No recurso que tem como relator o ministro Dias Toffoli, o STF analisa a validade da regra que exige ordem judicial prévia para responsabilização dos provedores por atos ilícitos. O autor do recurso foi o Facebook, que buscava derrubar uma decisão judicial anterior que condenou a plataforma por danos morais pela criação de perfil falso de um usuário.
No outro recurso, que tem como relator o ministro Luiz Fux, o STF analisa se uma empresa que hospeda um site na internet deve fiscalizar conteúdos ofensivos e retirá-los do ar de forma prévia à intervenção judicial. O recurso foi protocolado pelo Google.
Votos antes da suspensão
Antes da suspensão da deliberação do Plenário, os ministros Dias Toffoli, Luiz Fux e Luís Roberto Barroso já tinham proferido seus votos. Com pequenas divergências, os três já tinham se posicionado de forma contrária à exigência prévia de notificação judicial para a retirada de conteúdos ofensivos já publicados.
Barroso, presidente da Corte, votou pela inconstitucionalidade parcial do artigo 19. Para ele, as redes devem retirar postagens com conteúdo envolvendo pornografia infantil, suicídio, tráfico de pessoas, terrorismo e ataques à democracia e ao Estado Democrático de Direito. Pela deliberação de Barroso, a retirada deve ser tomada após as empresas serem notificadas pelos envolvidos. Barroso, no entanto, excluiu deste entendimento os crimes contra a honra, devendo, estes demandar ordem judicial para sua remoção.
Dias Toffoli, por sua vez, afirmou ser inconstitucional o artigo 19 do Marco Civil.
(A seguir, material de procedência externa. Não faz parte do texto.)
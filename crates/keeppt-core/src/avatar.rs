//! Avatar image URL construction

use crate::session::UserId;

/// Placeholder substituted with the user id
pub const USER_ID_PLACEHOLDER: &str = "{user_id}";

pub const DEFAULT_AVATAR_TEMPLATE: &str = "https://vercel.com/api/www/avatar/{user_id}?&s=120";

/// Interpolate the user id into the template. A missing id leaves the
/// segment empty; a broken image is acceptable there.
pub fn avatar_url(template: &str, user_id: Option<&UserId>) -> String {
    let id = user_id.map(UserId::as_str).unwrap_or_default();
    template.replacen(USER_ID_PLACEHOLDER, id, 1)
}
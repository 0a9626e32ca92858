//! Shell configuration
//!
//! Everything has a default, so an empty TOML document is a valid config.

use serde::{Deserialize, Serialize};
use std::path::Path;

use crate::avatar::{DEFAULT_AVATAR_TEMPLATE, USER_ID_PLACEHOLDER};
use crate::error::{Result, ShellError};
use crate::viewport::Breakpoints;

/// Color scheme (light / dark)
#[derive(Debug, Clone, Copy, PartialEq, Eq, Default, Serialize, Deserialize)]
#[serde(rename_all = "lowercase")]
pub enum ColorScheme {
    #[default]
    Light,
    Dark,
}

/// Labels, routes and theme inputs of the dashboard shell
#[derive(Debug, Clone, PartialEq, Eq, Serialize, Deserialize)]
#[serde(default)]
pub struct ShellConfig {
    /// Brand label in the header
    pub brand: String,
    /// Small indicator next to the brand
    pub badge: Option<String>,
    pub root_route: String,
    pub settings_route: String,
    /// Server endpoint that terminates the session
    pub logout_route: String,
    /// Must contain `{user_id}` exactly once
    pub avatar_url_template: String,
    pub breakpoints: Breakpoints,
    /// Forces a scheme; `None` follows the browser preference
    pub color_scheme: Option<ColorScheme>,
}

impl Default for ShellConfig {
    fn default() -> Self {
        Self {
            brand: "keeppt".to_string(),
            badge: Some("pre-alpha".to_string()),
            root_route: "/".to_string(),
            settings_route: "/settings".to_string(),
            logout_route: "/api/logout".to_string(),
            avatar_url_template: DEFAULT_AVATAR_TEMPLATE.to_string(),
            breakpoints: Breakpoints::default(),
            color_scheme: None,
        }
    }
}

impl ShellConfig {
    /// Parse and validate a TOML document
    pub fn from_toml_str(content: &str) -> Result<Self> {
        let config: ShellConfig = toml::from_str(content).map_err(|e| ShellError::ConfigParse {
            message: e.message().to_string(),
            source: e,
        })?;
        config.validate()?;
        Ok(config)
    }

    /// Load and validate a TOML file
    pub fn load(path: &Path) -> Result<Self> {
        let content = std::fs::read_to_string(path).map_err(|source| ShellError::ConfigRead {
            path: path.to_path_buf(),
            source,
        })?;
        Self::from_toml_str(&content)
    }

    pub fn validate(&self) -> Result<()> {
        for (name, route) in [
            ("root_route", &self.root_route),
            ("settings_route", &self.settings_route),
            ("logout_route", &self.logout_route),
        ] {
            if !route.starts_with('/') {
                return Err(ShellError::invalid(format!(
                    "{name} must be an absolute path, got {route:?}"
                )));
            }
        }

        let placeholders = self.avatar_url_template.matches(USER_ID_PLACEHOLDER).count();
        if placeholders != 1 {
            return Err(ShellError::invalid(format!(
                "avatar_url_template must contain {USER_ID_PLACEHOLDER} exactly once, found {placeholders}"
            )));
        }

        if self.breakpoints.xs >= self.breakpoints.sm {
            return Err(ShellError::invalid(format!(
                "breakpoints must increase: xs={} sm={}",
                self.breakpoints.xs, self.breakpoints.sm
            )));
        }

        Ok(())
    }
}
Toffoli defendeu que, em casos de conteúdos ofensivos ou ilícitos, as plataformas digitais devem fazer a remoção a partir do momento que forem notificadas de forma extrajudicial, pela vítima ou seu advogado, sem necessidade de ordem judicial. O ministro reforçou que, em algumas situações, as plataformas devem retirar o conteúdo mesmo sem a necessidade da notificação extrajudicial. Toffoli entendeu ainda que se as plataformas digitais deixarem de agir, devem ser responsabilizadas.
O ministro Luiz Fux também havia votado pela inconstitucionalidade do artigo 19 do Marco Civil, pois o dispositivo daria uma espécie de "imunidade civil" às empresas. Fux propôs que as empresas sejam obrigadas a remover conteúdos ofensivos à honra ou à imagem e à privacidade que caracterizem crimes (injúria, calúnia e difamação) assim que notificadas, e o material só poderia ser republicado, posteriormente, com autorização judicial.
Fux já havia defendido ainda que, em casos de discurso de ódio, racismo, pedofilia, incitação à violência e apologia à abolição violenta do Estado Democrático de Direito e ao golpe de Estado, as plataformas façam monitoramento ativo e retirem o conteúdo do ar imediatamente, sem necessidade de notificação.